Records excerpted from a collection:
* * * * * * * * *
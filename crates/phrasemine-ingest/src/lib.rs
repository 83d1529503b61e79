//! PhraseMine Ingest: bundle expansion, parallel tag extraction, text normalization.

pub mod archive;
pub mod normalize;
pub mod parser;

pub use archive::{extract_bundles, shard_directories, ArchiveReport};
pub use normalize::{normalize, normalize_shard};
pub use parser::{build_pool, DocumentParser, ParsedShard};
* * * * * * * * *
WORK INSTRUCTION: Letter for letter, copy all of the entries above.

RESULT BELOW:
filename crates/phrasemine-ingest/src/lib.rs
repository 83d1529503b61e79
//! PhraseMine Ingest: bundle expansion, parallel tag extraction, text normalization.

pub mod archive;
pub mod normalize;
pub mod parser;

pub use archive::{extract_bundles, shard_directories, ArchiveReport};
pub use normalize::{normalize, normalize_shard};
pub use parser::{build_pool, DocumentParser, ParsedShard};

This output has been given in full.